[Data listing]
======

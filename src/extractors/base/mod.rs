// Export Model and shared extraction utilities
//
// - types.rs: All model data structures (ExportFunction, ExportStruct, ProcessedHeader, etc.)
// - normalize.rs: Capture normalization and comment stripping

pub mod normalize;
pub mod types;

// Re-export key types for external use
pub use normalize::{normalize_capture, strip_comments};
pub use types::{
    ExportConstant, ExportEnum, ExportEnumTypeDef, ExportEnumValue, ExportFunction,
    ExportFunctionPointerTypeDef, ExportParameter, ExportStruct, ExportStructField,
    ExportStructTypeDef, ExportTypeDefedStruct, ProcessedHeader,
};
// PyProcessedHeader - PyO3 wrapper for ProcessedHeader
//
// Container for everything extracted from one header. Functions get a typed
// wrapper because the picker UI selects them; the other sequences are exposed
// as plain tuples or through the JSON form.

use super::PyExportFunction;
use crate::extractors::base::ProcessedHeader;
use pyo3::exceptions::PyValueError;
use pyo3::prelude::*;

/// Python-accessible ProcessedHeader wrapper
#[pyclass(name = "ProcessedHeader")]
pub struct PyProcessedHeader {
    inner: ProcessedHeader,
}

impl PyProcessedHeader {
    pub fn from_processed_header(header: ProcessedHeader) -> Self {
        PyProcessedHeader { inner: header }
    }

    pub fn inner(&self) -> &ProcessedHeader {
        &self.inner
    }
}

#[pymethods]
impl PyProcessedHeader {
    #[getter]
    fn functions(&self) -> Vec<PyExportFunction> {
        self.inner
            .functions
            .iter()
            .map(|f| PyExportFunction::from_function(f.clone()))
            .collect()
    }

    #[getter]
    fn function_names(&self) -> Vec<String> {
        self.inner.functions.iter().map(|f| f.name.clone()).collect()
    }

    /// Constants as (name, value) tuples; string values keep their quotes
    #[getter]
    fn constants(&self) -> Vec<(String, String)> {
        self.inner
            .constants
            .iter()
            .map(|c| (c.name.clone(), c.value.clone()))
            .collect()
    }

    #[getter]
    fn enum_names(&self) -> Vec<String> {
        self.inner.enums.iter().map(|e| e.name.clone()).collect()
    }

    #[getter]
    fn struct_names(&self) -> Vec<String> {
        self.inner
            .structs
            .iter()
            .map(|s| s.name.clone())
            .chain(
                self.inner
                    .typedefed_structs
                    .iter()
                    .map(|s| s.defined_type.clone()),
            )
            .collect()
    }

    #[getter]
    fn is_empty(&self) -> bool {
        self.inner.is_empty()
    }

    /// Serialize the full model as JSON
    fn to_json(&self) -> PyResult<String> {
        self.inner
            .to_json()
            .map_err(|e| PyValueError::new_err(format!("Serialization failed: {}", e)))
    }

    /// Rebuild a header from its JSON form
    #[staticmethod]
    fn from_json(json: &str) -> PyResult<Self> {
        ProcessedHeader::from_json(json)
            .map(Self::from_processed_header)
            .map_err(|e| PyValueError::new_err(format!("Invalid header JSON: {}", e)))
    }

    fn __len__(&self) -> usize {
        self.inner.total_len()
    }

    fn __repr__(&self) -> String {
        format!(
            "ProcessedHeader(functions={}, constants={}, enums={}, structs={})",
            self.inner.functions.len(),
            self.inner.constants.len(),
            self.inner.enums.len(),
            self.inner.structs.len() + self.inner.typedefed_structs.len()
        )
    }
}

======

[Brief] Every record, start to finish: reproduce it word for word.

[Exercise answer]
filename src/extractors/base/mod.rs
// Export Model and shared extraction utilities
//
// - types.rs: All model data structures (ExportFunction, ExportStruct, ProcessedHeader, etc.)
// - normalize.rs: Capture normalization and comment stripping

pub mod normalize;
pub mod types;

// Re-export key types for external use
pub use normalize::{normalize_capture, strip_comments};
pub use types::{
    ExportConstant, ExportEnum, ExportEnumTypeDef, ExportEnumValue, ExportFunction,
    ExportFunctionPointerTypeDef, ExportParameter, ExportStruct, ExportStructField,
    ExportStructTypeDef, ExportTypeDefedStruct, ProcessedHeader,
};
// PyProcessedHeader - PyO3 wrapper for ProcessedHeader
//
// Container for everything extracted from one header. Functions get a typed
// wrapper because the picker UI selects them; the other sequences are exposed
// as plain tuples or through the JSON form.

use super::PyExportFunction;
use crate::extractors::base::ProcessedHeader;
use pyo3::exceptions::PyValueError;
use pyo3::prelude::*;

/// Python-accessible ProcessedHeader wrapper
#[pyclass(name = "ProcessedHeader")]
pub struct PyProcessedHeader {
    inner: ProcessedHeader,
}

impl PyProcessedHeader {
    pub fn from_processed_header(header: ProcessedHeader) -> Self {
        PyProcessedHeader { inner: header }
    }

    pub fn inner(&self) -> &ProcessedHeader {
        &self.inner
    }
}

#[pymethods]
impl PyProcessedHeader {
    #[getter]
    fn functions(&self) -> Vec<PyExportFunction> {
        self.inner
            .functions
            .iter()
            .map(|f| PyExportFunction::from_function(f.clone()))
            .collect()
    }

    #[getter]
    fn function_names(&self) -> Vec<String> {
        self.inner.functions.iter().map(|f| f.name.clone()).collect()
    }

    /// Constants as (name, value) tuples; string values keep their quotes
    #[getter]
    fn constants(&self) -> Vec<(String, String)> {
        self.inner
            .constants
            .iter()
            .map(|c| (c.name.clone(), c.value.clone()))
            .collect()
    }

    #[getter]
    fn enum_names(&self) -> Vec<String> {
        self.inner.enums.iter().map(|e| e.name.clone()).collect()
    }

    #[getter]
    fn struct_names(&self) -> Vec<String> {
        self.inner
            .structs
            .iter()
            .map(|s| s.name.clone())
            .chain(
                self.inner
                    .typedefed_structs
                    .iter()
                    .map(|s| s.defined_type.clone()),
            )
            .collect()
    }

    #[getter]
    fn is_empty(&self) -> bool {
        self.inner.is_empty()
    }

    /// Serialize the full model as JSON
    fn to_json(&self) -> PyResult<String> {
        self.inner
            .to_json()
            .map_err(|e| PyValueError::new_err(format!("Serialization failed: {}", e)))
    }

    /// Rebuild a header from its JSON form
    #[staticmethod]
    fn from_json(json: &str) -> PyResult<Self> {
        ProcessedHeader::from_json(json)
            .map(Self::from_processed_header)
            .map_err(|e| PyValueError::new_err(format!("Invalid header JSON: {}", e)))
    }

    fn __len__(&self) -> usize {
        self.inner.total_len()
    }

    fn __repr__(&self) -> String {
        format!(
            "ProcessedHeader(functions={}, constants={}, enums={}, structs={})",
            self.inner.functions.len(),
            self.inner.constants.len(),
            self.inner.enums.len(),
            self.inner.structs.len() + self.inner.typedefed_structs.len()
        )
    }
}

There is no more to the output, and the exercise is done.